On 4/19/21 9:27 AM, jay vyas wrote:
> Hi folks: This might be a naive question .... as im not privy to all the
> history around how kube-proxy deals with hostNetwork services and
> headless services and so on but...
>
> *I guess my high level question is ... how do people normally start
> kube-proxy with an in-cluster configuration ? isnt there a fundamental
> chicken or egg problem ? *
Yes. You can't run kube-proxy with the (default) in-cluster
configuration. You have to either pass --server or --kubeconfig to give
it an actual apiserver name/IP to use, or else override the value of
KUBERNETES_SERVER_HOST set by kubelet in its environment.
> OK Great, now pods can access the apiserver through 10.0.96.1....
> however ..... should kube proxy *generally * be smart enough to write
> this rule *before* it actually connects to the apiserver?

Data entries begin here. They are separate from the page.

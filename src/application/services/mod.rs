//! UI services for the application layer.

pub mod analytics_fetcher;
pub mod notifier;
pub mod short_link_requester;
pub mod theme_store;

pub use analytics_fetcher::{AnalyticsFetcher, AnalyticsView};
pub use notifier::{Notifier, Toast, ToastLevel};
pub use short_link_requester::{
    LinkProducedCallback, RequesterSettings, RequesterState, RequesterView, ShortLinkRequester,
};
pub use theme_store::ThemeStore;
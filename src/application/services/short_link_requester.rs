//! Short-link requester: validation, submission, QR generation, copy and
//! download.

use std::path::Path;
use std::sync::Arc;
use std::sync::atomic::{AtomicU64, Ordering};
use std::time::Duration;

use tokio::sync::watch;
use tokio_util::sync::CancellationToken;
use tracing::{debug, info, warn};

use crate::application::services::notifier::Notifier;
use crate::domain::entities::{QrImage, ShortenRequest, ShortenResult, is_valid_url};
use crate::domain::ports::{ClipboardService, LinkApi, QrEncoder};
use crate::error::AppError;

/// Requester lifecycle.
///
/// ```text
/// Idle -> Validating -> Invalid -> Idle
///                    -> Submitting -> Failed -> Idle
///                                  -> Succeeded -> QrPending -> QrReady
///                                                            -> QrFailed
/// ```
#[derive(Debug, Clone, Copy, Default, PartialEq, Eq)]
pub enum RequesterState {
    #[default]
    Idle,
    Validating,
    Invalid,
    Submitting,
    Failed,
    Succeeded,
    QrPending,
    QrReady,
    QrFailed,
}

impl RequesterState {
    /// Whether a new submission may start from this state.
    pub fn accepts_submit(self) -> bool {
        matches!(self, Self::Idle | Self::QrReady | Self::QrFailed)
    }

    /// Whether the submit control should be rendered disabled.
    pub fn is_busy(self) -> bool {
        !self.accepts_submit()
    }
}

/// Snapshot of everything the requester panel renders.
#[derive(Debug, Clone, Default, PartialEq, Eq)]
pub struct RequesterView {
    pub state: RequesterState,
    pub short_url: Option<String>,
    pub qr: Option<QrImage>,
    pub copied: bool,
}

/// Cosmetic timings.
#[derive(Debug, Clone, Copy, PartialEq, Eq)]
pub struct RequesterSettings {
    /// Pause between receiving the short link and revealing its QR code.
    pub qr_reveal_delay: Duration,
    /// How long the "copied" indicator stays on.
    pub copied_reset: Duration,
}

impl Default for RequesterSettings {
    fn default() -> Self {
        Self {
            qr_reveal_delay: Duration::from_millis(2000),
            copied_reset: Duration::from_millis(2000),
        }
    }
}

/// Observer invoked with every short link the requester produces.
pub type LinkProducedCallback = Arc<dyn Fn(&str) + Send + Sync>;

/// Turns user input into a short link with a QR code.
///
/// All outcomes are reported through the [`Notifier`]; the returned
/// `Result` is for callers that need to branch on it (the one-shot CLI and
/// tests). Work is bound to `lifetime`: once it is cancelled, in-flight
/// operations stop without touching state or raising toasts.
pub struct ShortLinkRequester {
    api: Arc<dyn LinkApi>,
    qr_encoder: Arc<dyn QrEncoder>,
    clipboard: Arc<dyn ClipboardService>,
    notifier: Notifier,
    settings: RequesterSettings,
    view: Arc<watch::Sender<RequesterView>>,
    copy_epoch: Arc<AtomicU64>,
    on_link_produced: Option<LinkProducedCallback>,
    lifetime: CancellationToken,
}

impl ShortLinkRequester {
    pub fn new(
        api: Arc<dyn LinkApi>,
        qr_encoder: Arc<dyn QrEncoder>,
        clipboard: Arc<dyn ClipboardService>,
        notifier: Notifier,
        settings: RequesterSettings,
        lifetime: CancellationToken,
    ) -> Self {
        let (view, _rx) = watch::channel(RequesterView::default());
        Self {
            api,
            qr_encoder,
            clipboard,
            notifier,
            settings,
            view: Arc::new(view),
            copy_epoch: Arc::new(AtomicU64::new(0)),
            on_link_produced: None,
            lifetime,
        }
    }

    /// Registers the observer called once a link and its QR code are ready.
    pub fn with_callback(mut self, callback: LinkProducedCallback) -> Self {
        self.on_link_produced = Some(callback);
        self
    }

    /// True iff `input` is an absolute URL with a host.
    pub fn validate(input: &str) -> bool {
        is_valid_url(input)
    }

    pub fn view(&self) -> RequesterView {
        self.view.borrow().clone()
    }

    pub fn state(&self) -> RequesterState {
        self.view.borrow().state
    }

    pub fn subscribe(&self) -> watch::Receiver<RequesterView> {
        self.view.subscribe()
    }

    /// Validates `input`, submits it and renders the QR code for the result.
    ///
    /// # Errors
    ///
    /// - [`AppError::SubmissionInFlight`] if a previous submission has not
    ///   settled; nothing else happens.
    /// - [`AppError::Validation`] for blank or non-URL input; no request is sent.
    /// - [`AppError::Network`] / [`AppError::MalformedResponse`] from the backend.
    /// - [`AppError::QrGeneration`] if the link was produced but its QR code
    ///   could not be rendered.
    /// - [`AppError::Cancelled`] if the owning page was torn down meanwhile.
    pub async fn shorten(&self, input: &str) -> Result<ShortenResult, AppError> {
        if self.lifetime.is_cancelled() {
            return Err(AppError::Cancelled);
        }

        if !self.begin_submission() {
            debug!("Submission rejected: requester busy");
            return Err(AppError::SubmissionInFlight);
        }

        let request = match ShortenRequest::parse(input) {
            Ok(request) => request,
            Err(err) => {
                self.set_state(RequesterState::Invalid);
                self.notifier.report(&err);
                self.set_state(RequesterState::Idle);
                return Err(err);
            }
        };

        self.view.send_modify(|view| {
            view.state = RequesterState::Submitting;
            view.short_url = None;
            view.qr = None;
            view.copied = false;
        });

        let outcome = tokio::select! {
            biased;
            _ = self.lifetime.cancelled() => return Err(AppError::Cancelled),
            outcome = self.api.shorten(&request) => outcome,
        };

        let result = match outcome {
            Ok(result) => result,
            Err(err) => {
                self.set_state(RequesterState::Failed);
                self.notifier.report(&err);
                self.set_state(RequesterState::Idle);
                return Err(err);
            }
        };

        info!(original_url = %request.original_url, short_url = %result.short_url, "Short link created");

        self.view.send_modify(|view| {
            view.state = RequesterState::Succeeded;
            view.short_url = Some(result.short_url.clone());
        });
        self.set_state(RequesterState::QrPending);

        if !self.settings.qr_reveal_delay.is_zero() {
            tokio::select! {
                biased;
                _ = self.lifetime.cancelled() => return Err(AppError::Cancelled),
                _ = tokio::time::sleep(self.settings.qr_reveal_delay) => {}
            }
        }

        match self.qr_encoder.encode(&result.short_url) {
            Ok(qr) => {
                self.view.send_modify(|view| {
                    view.state = RequesterState::QrReady;
                    view.qr = Some(qr);
                });

                if let Some(callback) = &self.on_link_produced {
                    callback(&result.short_url);
                }
                self.notifier.success("URL shortened successfully!");

                Ok(result)
            }
            Err(err) => {
                self.set_state(RequesterState::QrFailed);
                self.notifier.report(&err);
                Err(err)
            }
        }
    }

    /// Copies the current short link to the clipboard.
    ///
    /// On success the `copied` flag is raised and lowered again after
    /// [`RequesterSettings::copied_reset`]. Must be called inside a Tokio
    /// runtime.
    ///
    /// # Errors
    ///
    /// Returns [`AppError::Clipboard`] if there is no short link or the
    /// platform denies access.
    pub async fn copy(&self) -> Result<(), AppError> {
        let short_url = self.view.borrow().short_url.clone();

        let result = match short_url {
            Some(short_url) => self.clipboard.write_text(&short_url),
            None => Err(AppError::clipboard("No short URL to copy")),
        };

        if let Err(err) = result {
            self.notifier.report(&err);
            return Err(err);
        }

        let epoch = self.copy_epoch.fetch_add(1, Ordering::SeqCst) + 1;
        self.view.send_modify(|view| view.copied = true);
        self.notifier.success("URL copied to clipboard!");

        let view = Arc::clone(&self.view);
        let copy_epoch = Arc::clone(&self.copy_epoch);
        let lifetime = self.lifetime.clone();
        let reset_after = self.settings.copied_reset;

        tokio::spawn(async move {
            tokio::select! {
                _ = lifetime.cancelled() => {}
                _ = tokio::time::sleep(reset_after) => {
                    // A later copy owns the flag now.
                    if copy_epoch.load(Ordering::SeqCst) == epoch {
                        view.send_modify(|view| view.copied = false);
                    }
                }
            }
        });

        Ok(())
    }

    /// Saves the current QR code as a PNG file at `path`.
    ///
    /// # Errors
    ///
    /// Returns [`AppError::Download`] if there is no QR code or the file
    /// cannot be written.
    pub async fn download_qr(&self, path: &Path) -> Result<(), AppError> {
        let qr = self.view.borrow().qr.clone();

        let result = match qr {
            Some(qr) => tokio::fs::write(path, &qr.png)
                .await
                .map_err(|e| AppError::download(format!("{}: {e}", path.display()))),
            None => Err(AppError::download("No QR code to download")),
        };

        match result {
            Ok(()) => {
                info!(path = %path.display(), "QR code saved");
                self.notifier.success("QR code downloaded");
                Ok(())
            }
            Err(err) => {
                self.notifier.report(&err);
                Err(err)
            }
        }
    }

    /// Atomically moves an accepting state to `Validating`.
    fn begin_submission(&self) -> bool {
        self.view.send_if_modified(|view| {
            if view.state.accepts_submit() {
                view.state = RequesterState::Validating;
                true
            } else {
                false
            }
        })
    }

    fn set_state(&self, state: RequesterState) {
        if self.lifetime.is_cancelled() {
            warn!(?state, "Ignoring state change after teardown");
            return;
        }
        self.view.send_modify(|view| view.state = state);
    }
}
//! Port for the analytics summary endpoint.

use crate::domain::entities::PlatformSummary;
use crate::error::AppError;
use async_trait::async_trait;

/// Remote source of the per-platform click breakdown.
#[cfg_attr(test, mockall::automock)]
#[async_trait]
pub trait AnalyticsApi: Send + Sync {
    /// Fetches the platform summary.
    ///
    /// # Errors
    ///
    /// Returns [`AppError::Network`] on transport failure or non-success
    /// status, [`AppError::MalformedResponse`] if the body is not a JSON
    /// object.
    async fn fetch_summary(&self) -> Result<PlatformSummary, AppError>;
}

But before it connects to the apiserver, it doesn't know what the
endpoints are...
More generally, if something goes wrong (eg, iptables-restore failure),
it seems like it's better to have kube-proxy talking to the apiserver
directly rather than depending on its own output.
> - in the context of load balancing, you could have kube proxy itself
> access the apiserver through a loadbalanced endpoint, i.e.
> --api-servers=1.2.3.4, 2.3.4.5, ...
Someone brought up this idea recently... in the SIG meeting or in a KEP?
In theory, kube-proxy could be extended to allow you to pass multiple
apiserver IPs to it so it could try to loadbalance on its own.
However, kube-proxy isn't the only component that needs to do this. Eg,
if you are running kube-proxy in a pod, then kubelet will also have
needed to know the non-service-network IP(s) of the apiservers. So it is
better to have an external load balancer, or round-robin DNS name.
However, doing that entirely within Kubernetes is tricky, because of the
chicken-and-egg issues... This is more of an install/deployment tool
(kubeadm/openshift-install/etc) sort of thing than a
kubelet/kube-proxy/kube-apiserver sort of thing.